*** Data for processing ***

use crate::settings::SettingsError;
use uniform_templates::TemplateError;

/// Errors raised while building or rendering form layouts
#[derive(Debug, thiserror::Error)]
pub enum UniFormError {
	/// A layout names a field the form does not have
	#[error("Could not resolve form field '{0}'.")]
	UnresolvedField(String),
	/// The same field was emitted twice in one render pass
	#[error("A field should only be rendered once: {0}")]
	DoubleRender(String),
	/// Field references must be non-empty ASCII letters, digits, `_` or `-`
	#[error("Field '{0}' is using forbidden characters")]
	InvalidFieldName(String),
	#[error("Only GET and POST are valid in the form_method helper attribute, got '{0}'")]
	InvalidMethod(String),
	#[error("Only default and inline are valid in the form_style helper attribute, got '{0}'")]
	InvalidStyle(String),
	/// The helper slot of the tag holds something other than a helper
	#[error("helper object provided to uni_form tag must be a FormHelper, got {0}")]
	InvalidHelper(String),
	/// The form slot of the tag holds neither a form nor a formset
	#[error("variable '{0}' provided to uni_form tag must be a form or a formset")]
	InvalidForm(String),
	#[error("Failed lookup for key [{0}] in the template context")]
	VariableDoesNotExist(String),
	#[error("Template syntax error: {0}")]
	TemplateSyntax(String),
	#[error(transparent)]
	Template(#[from] TemplateError),
	#[error(transparent)]
	Settings(#[from] SettingsError),
}

pub type UniFormResult<T> = Result<T, UniFormError>;
//! Collaborator bundle driving the tag and filters

use crate::error::UniFormResult;
use crate::field::RenderContext;
use crate::filters;
use crate::settings::UniFormSettings;
use crate::templatetags::{self, TagContext, UniFormNode};
use std::sync::Arc;
use uniform_forms::{Form, FormSet};
use uniform_templates::{TemplateEngine, TeraEngine};
use uniform_urls::{NoReverse, UrlReverser};

/// Template engine, route reverser and settings used for rendering
///
/// The default bundle uses the built-in templates, reverses no routes and
/// fails silently.
///
/// # Examples
///
/// ```
/// use uniform_forms::{CharField, Form};
/// use uniform_layout::{TagContext, UniForm};
///
/// let uni_form = UniForm::default();
/// let mut context = TagContext::new();
/// context.insert("form", Form::new().field(CharField::new("email")));
///
/// let html = uni_form
///     .render_template("{% load uni_form_tags %}{% uni_form form %}", &context)
///     .unwrap();
/// assert!(html.contains(r#"class="uniForm""#));
/// assert!(html.contains("id_email"));
/// ```
#[derive(Clone)]
pub struct UniForm {
	engine: Arc<dyn TemplateEngine>,
	urls: Arc<dyn UrlReverser>,
	settings: UniFormSettings,
}

impl UniForm {
	pub fn new(
		engine: Arc<dyn TemplateEngine>,
		urls: Arc<dyn UrlReverser>,
		settings: UniFormSettings,
	) -> Self {
		Self {
			engine,
			urls,
			settings,
		}
	}

	pub fn with_engine(mut self, engine: impl TemplateEngine + 'static) -> Self {
		self.engine = Arc::new(engine);
		self
	}

	pub fn with_urls(mut self, urls: impl UrlReverser + 'static) -> Self {
		self.urls = Arc::new(urls);
		self
	}

	pub fn with_settings(mut self, settings: UniFormSettings) -> Self {
		self.settings = settings;
		self
	}

	pub fn engine(&self) -> &dyn TemplateEngine {
		self.engine.as_ref()
	}

	pub fn urls(&self) -> &dyn UrlReverser {
		self.urls.as_ref()
	}

	pub fn settings(&self) -> &UniFormSettings {
		&self.settings
	}

	pub fn settings_mut(&mut self) -> &mut UniFormSettings {
		&mut self.settings
	}

	pub fn render_context<'a>(&'a self, form_style: &'a str) -> RenderContext<'a> {
		RenderContext::new(self.engine.as_ref(), &self.settings).with_form_style(form_style)
	}

	/// Render a template containing `{% uni_form %}` tags and uni_form filters
	pub fn render_template(&self, source: &str, context: &TagContext) -> UniFormResult<String> {
		templatetags::render_template(source, context, self)
	}

	/// Parse and render a single tag, e.g. `uni_form form helper`
	pub fn render_tag(&self, tag: &str, context: &TagContext) -> UniFormResult<String> {
		UniFormNode::parse(tag)?.render(context, self)
	}

	pub fn as_uni_form(&self, form: &Form) -> UniFormResult<String> {
		filters::as_uni_form(form, &self.render_context(""))
	}

	pub fn as_uni_errors(&self, form: &Form) -> UniFormResult<String> {
		filters::as_uni_errors(form, &self.render_context(""))
	}

	pub fn as_uni_formset(&self, formset: &FormSet) -> UniFormResult<String> {
		filters::as_uni_formset(formset, &self.render_context(""))
	}

	pub fn as_uni_formset_errors(&self, formset: &FormSet) -> UniFormResult<String> {
		filters::as_uni_formset_errors(formset, &self.render_context(""))
	}
}

impl Default for UniForm {
	fn default() -> Self {
		Self::new(
			Arc::new(TeraEngine::new()),
			Arc::new(NoReverse),
			UniFormSettings::default(),
		)
	}
}

impl std::fmt::Debug for UniForm {
	fn fmt(&self, f: &mut std::fmt::Formatter<'_>) -> std::fmt::Result {
		f.debug_struct("UniForm")
			.field("settings", &self.settings)
			.finish_non_exhaustive()
	}
}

*** End of Data for processing ***

Set down exactly the lines from the start of the records to the line with "does not have". Include that line, and add nothing more.

use crate::settings::SettingsError;
use uniform_templates::TemplateError;

/// Errors raised while building or rendering form layouts
#[derive(Debug, thiserror::Error)]
pub enum UniFormError {
	/// A layout names a field the form does not have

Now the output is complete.